In my eleven year voyage around the world, I had the opportunity to
experience nearly four-thousand sunrises and sunsets. That's one of
the reasons I like living on a yacht; I have the privilege of seeing
the sun rising in the morning and setting in the evening.
In large cities, it's rare to see sunrise
and sunset. In the morning you are still asleep when the sun comes up, and in the evening most people watch television rather
than gaze at the setting sun. It's not surprising that city dwellers
don't see sunrise and sunset. Tall
buildings surround them on all sides making it impossible to view the
horizon. Their sun isn't visible until it is well up in the sky.
Cities are horizon destroyers. When I'm living in a city, distant
horizons aren't part of my world, and I never think about them. I can
only see as far as the other side of the street and down the block; the
horizon isn't anywhere in sight. That's probably one of the reasons
why I don't like living in cities. My world doesn't feel right when I
can't see the horizon. I live in a shrunken world that no longer extends out to the horizon. My
world is a few square feet in size when I'm in an elevator, and a few square
blocks when I'm outside taking a walk. The dimensions of my world
continually shift throughout the day depending on what I am doing.

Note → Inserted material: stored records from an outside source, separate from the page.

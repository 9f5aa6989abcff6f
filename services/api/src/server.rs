use crate::cli::ServeArgs;
use crate::infra::{build_service, AppState};
use crate::routes::with_application_routes;
use admissions::config::AppConfig;
use admissions::error::AppError;
use admissions::telemetry;
use axum::Extension;
use axum_prometheus::PrometheusMetricLayer;
use std::sync::atomic::Ordering;
use std::sync::Arc;
use tracing::info;

pub(crate) async fn run(mut args: ServeArgs) -> Result<(), AppError> {
    let mut config = AppConfig::load()?;

    if let Some(host) = args.host.take() {
        config.server.host = host;
    }
    if let Some(port) = args.port.take() {
        config.server.port = port;
    }

    telemetry::init(&config.telemetry)?;

    let (prometheus_layer, prometheus_handle) = PrometheusMetricLayer::pair();
    let readiness_flag = Arc::new(std::sync::atomic::AtomicBool::new(false));
    let app_state = AppState {
        readiness: readiness_flag.clone(),
        metrics: Arc::new(prometheus_handle),
    };

    let service = build_service(&config.backend, config.backend.latency)?;

    let app = with_application_routes(service)
        .layer(Extension(app_state))
        .layer(prometheus_layer);

    let addr = config.server.socket_addr()?;
    let listener = tokio::net::TcpListener::bind(addr).await?;
    readiness_flag.store(true, Ordering::Release);

    info!(
        ?config.environment,
        %addr,
        fixtures = config.backend.fixtures.count,
        latency_ms = config.backend.latency.as_millis() as u64,
        "admissions backend ready"
    );

    axum::serve(listener, app).await?;
    Ok(())
}
use crate::config::TelemetryConfig;
use tracing_subscriber::filter::ParseError;
use tracing_subscriber::EnvFilter;

#[derive(Debug, thiserror::Error)]
pub enum TelemetryError {
    #[error("invalid log level/filter '{value}': unable to build EnvFilter")]
    EnvFilter {
        value: String,
        #[source]
        source: ParseError,
    },
    #[error("telemetry error: {0}")]
    Subscriber(#[source] Box<dyn std::error::Error + Send + Sync>),
}

/// Install the global subscriber. `RUST_LOG` takes precedence over the
/// configured level.
pub fn init(config: &TelemetryConfig) -> Result<(), TelemetryError> {
    tracing_subscriber::fmt()
        .with_env_filter(env_filter(config)?)
        .with_target(false)
        .compact()
        .with_ansi(false)
        .try_init()
        .map_err(TelemetryError::Subscriber)
}

fn env_filter(config: &TelemetryConfig) -> Result<EnvFilter, TelemetryError> {
    match EnvFilter::try_from_default_env() {
        Ok(filter) => Ok(filter),
        Err(_) => EnvFilter::try_new(&config.log_level).map_err(|source| {
            TelemetryError::EnvFilter {
                value: config.log_level.clone(),
                source,
            }
        }),
    }
}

When I enter the subway, my world shrinks. When I'm in Central Park,
my world expands, but still I live in a horizonless world.
When I do expeditionary travel in the desert, my horizon
extends out to a couple of miles, and suddenly I start feeling better.
I know that when the sun goes down, there will be an awesome sunset.
The same thing happens at sea. My horizon extends five
miles in every direction, and sunrise and sunset become a routine part of my
Horizons have a salubrious effect on my mind. When
I look at the horizon, I feel my world expand. Not only do I have the
pleasure of watching the sun come up in the morning and set in the evening,
I realize that I can point the bow of my yacht in any direction and sail
over the horizon to a new life.
The horizonless world is unnatural. It's a world of man-made wonders
that don't do much for me. A widescreen TV is a poor substitute for a
real horizon that extends as far as the eye can see. What I'm really
talking about is freedom. If your world has no horizons, then it's
likely you aren't free. You have mortgages, cars, and endless
infrastructure to support in your horizonless world.
When I'm on my yacht, the horizon continually beckons me onward.. I don't know what will happen over the
horizon, but that's ok, because I am sailing on the ocean of my dreams.
I'm living in a world of far horizons, and life is good.